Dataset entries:

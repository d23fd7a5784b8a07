pub mod password;
pub mod role;

use chrono::{Duration, Utc};
use jsonwebtoken::{decode, encode, DecodingKey, EncodingKey, Header, Validation};
use serde::{Deserialize, Serialize};
use uuid::Uuid;

use crate::config;

pub use password::{hash_password, verify_password, PasswordError};
pub use role::{Area, Role, RoleSet};

#[derive(Debug, Clone, Serialize, Deserialize)]
pub struct Claims {
    pub sub: Uuid,
    pub email: String,
    pub roles: RoleSet,
    pub permissions: Vec<String>,
    pub program_studi_id: Option<Uuid>,
    pub exp: i64,
    pub iat: i64,
}

impl Claims {
    pub fn new(user_id: Uuid, email: String, roles: RoleSet, program_studi_id: Option<Uuid>) -> Self {
        let expiry_hours = config::config().security.jwt_expiry_hours;
        Self::with_expiry(user_id, email, roles, program_studi_id, expiry_hours)
    }

    pub fn with_expiry(
        user_id: Uuid,
        email: String,
        roles: RoleSet,
        program_studi_id: Option<Uuid>,
        expiry_hours: u64,
    ) -> Self {
        let now = Utc::now();
        let exp = (now + Duration::hours(expiry_hours as i64)).timestamp();
        let permissions = roles.permissions();

        Self {
            sub: user_id,
            email,
            roles,
            permissions,
            program_studi_id,
            exp,
            iat: now.timestamp(),
        }
    }
}

#[derive(Debug, thiserror::Error)]
pub enum JwtError {
    #[error("JWT generation error: {0}")]
    TokenGeneration(String),
    #[error("Invalid JWT secret")]
    InvalidSecret,
    #[error("Invalid JWT token: {0}")]
    InvalidToken(String),
}

pub fn generate_jwt(claims: &Claims) -> Result<String, JwtError> {
    encode_with_secret(claims, &config::config().security.jwt_secret)
}

pub fn validate_jwt(token: &str) -> Result<Claims, JwtError> {
    decode_with_secret(token, &config::config().security.jwt_secret)
}

pub fn encode_with_secret(claims: &Claims, secret: &str) -> Result<String, JwtError> {
    if secret.is_empty() {
        return Err(JwtError::InvalidSecret);
    }

    let encoding_key = EncodingKey::from_secret(secret.as_bytes());
    encode(&Header::default(), claims, &encoding_key).map_err(|e| JwtError::TokenGeneration(e.to_string()))
}

pub fn decode_with_secret(token: &str, secret: &str) -> Result<Claims, JwtError> {
    if secret.is_empty() {
        return Err(JwtError::InvalidSecret);
    }

    let decoding_key = DecodingKey::from_secret(secret.as_bytes());
    decode::<Claims>(token, &decoding_key, &Validation::default())
        .map(|data| data.claims)
        .map_err(|e| JwtError::InvalidToken(e.to_string()))
}

#[cfg(test)]
mod tests {
    use super::*;

    fn sample_claims(hours: u64) -> Claims {
        let roles: RoleSet = [Role::Prodi].into_iter().collect();
        Claims::with_expiry(Uuid::new_v4(), "prodi@example.ac.id".into(), roles, Some(Uuid::new_v4()), hours)
    }

    #[test]
    fn token_round_trip_keeps_roles_and_tenant() {
        let claims = sample_claims(1);
        let token = encode_with_secret(&claims, "s3cret").unwrap();
        let decoded = decode_with_secret(&token, "s3cret").unwrap();

        assert_eq!(decoded.sub, claims.sub);
        assert_eq!(decoded.roles, claims.roles);
        assert_eq!(decoded.program_studi_id, claims.program_studi_id);
        assert!(decoded.permissions.contains(&"obe.manage".to_string()));
    }

    #[test]
    fn wrong_secret_is_rejected() {
        let token = encode_with_secret(&sample_claims(1), "s3cret").unwrap();
        assert!(matches!(decode_with_secret(&token, "other"), Err(JwtError::InvalidToken(_))));
    }

    #[test]
    fn empty_secret_is_refused() {
        assert!(matches!(encode_with_secret(&sample_claims(1), ""), Err(JwtError::InvalidSecret)));
    }

    #[test]
    fn expired_token_is_rejected() {
        let mut claims = sample_claims(1);
        claims.exp = Utc::now().timestamp() - 3600;
        let token = encode_with_secret(&claims, "s3cret").unwrap();
        assert!(decode_with_secret(&token, "s3cret").is_err());
    }
}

Action item:
Retype the data. Keep every word as it stands.

Solution:
repository d23fd7a5784b8a07
pub mod password;
pub mod role;

use chrono::{Duration, Utc};
use jsonwebtoken::{decode, encode, DecodingKey, EncodingKey, Header, Validation};
use serde::{Deserialize, Serialize};
use uuid::Uuid;

use crate::config;

pub use password::{hash_password, verify_password, PasswordError};
pub use role::{Area, Role, RoleSet};

#[derive(Debug, Clone, Serialize, Deserialize)]
pub struct Claims {
    pub sub: Uuid,
    pub email: String,
    pub roles: RoleSet,
    pub permissions: Vec<String>,
    pub program_studi_id: Option<Uuid>,
    pub exp: i64,
    pub iat: i64,
}

impl Claims {
    pub fn new(user_id: Uuid, email: String, roles: RoleSet, program_studi_id: Option<Uuid>) -> Self {
        let expiry_hours = config::config().security.jwt_expiry_hours;
        Self::with_expiry(user_id, email, roles, program_studi_id, expiry_hours)
    }

    pub fn with_expiry(
        user_id: Uuid,
        email: String,
        roles: RoleSet,
        program_studi_id: Option<Uuid>,
        expiry_hours: u64,
    ) -> Self {
        let now = Utc::now();
        let exp = (now + Duration::hours(expiry_hours as i64)).timestamp();
        let permissions = roles.permissions();

        Self {
            sub: user_id,
            email,
            roles,
            permissions,
            program_studi_id,
            exp,
            iat: now.timestamp(),
        }
    }
}

#[derive(Debug, thiserror::Error)]
pub enum JwtError {
    #[error("JWT generation error: {0}")]
    TokenGeneration(String),
    #[error("Invalid JWT secret")]
    InvalidSecret,
    #[error("Invalid JWT token: {0}")]
    InvalidToken(String),
}

pub fn generate_jwt(claims: &Claims) -> Result<String, JwtError> {
    encode_with_secret(claims, &config::config().security.jwt_secret)
}

pub fn validate_jwt(token: &str) -> Result<Claims, JwtError> {
    decode_with_secret(token, &config::config().security.jwt_secret)
}

pub fn encode_with_secret(claims: &Claims, secret: &str) -> Result<String, JwtError> {
    if secret.is_empty() {
        return Err(JwtError::InvalidSecret);
    }

    let encoding_key = EncodingKey::from_secret(secret.as_bytes());
    encode(&Header::default(), claims, &encoding_key).map_err(|e| JwtError::TokenGeneration(e.to_string()))
}

pub fn decode_with_secret(token: &str, secret: &str) -> Result<Claims, JwtError> {
    if secret.is_empty() {
        return Err(JwtError::InvalidSecret);
    }

    let decoding_key = DecodingKey::from_secret(secret.as_bytes());
    decode::<Claims>(token, &decoding_key, &Validation::default())
        .map(|data| data.claims)
        .map_err(|e| JwtError::InvalidToken(e.to_string()))
}

#[cfg(test)]
mod tests {
    use super::*;

    fn sample_claims(hours: u64) -> Claims {
        let roles: RoleSet = [Role::Prodi].into_iter().collect();
        Claims::with_expiry(Uuid::new_v4(), "prodi@example.ac.id".into(), roles, Some(Uuid::new_v4()), hours)
    }

    #[test]
    fn token_round_trip_keeps_roles_and_tenant() {
        let claims = sample_claims(1);
        let token = encode_with_secret(&claims, "s3cret").unwrap();
        let decoded = decode_with_secret(&token, "s3cret").unwrap();

        assert_eq!(decoded.sub, claims.sub);
        assert_eq!(decoded.roles, claims.roles);
        assert_eq!(decoded.program_studi_id, claims.program_studi_id);
        assert!(decoded.permissions.contains(&"obe.manage".to_string()));
    }

    #[test]
    fn wrong_secret_is_rejected() {
        let token = encode_with_secret(&sample_claims(1), "s3cret").unwrap();
        assert!(matches!(decode_with_secret(&token, "other"), Err(JwtError::InvalidToken(_))));
    }

    #[test]
    fn empty_secret_is_refused() {
        assert!(matches!(encode_with_secret(&sample_claims(1), ""), Err(JwtError::InvalidSecret)));
    }

    #[test]
    fn expired_token_is_rejected() {
        let mut claims = sample_claims(1);
        claims.exp = Utc::now().timestamp() - 3600;
        let token = encode_with_secret(&claims, "s3cret").unwrap();
        assert!(decode_with_secret(&token, "s3cret").is_err());
    }
}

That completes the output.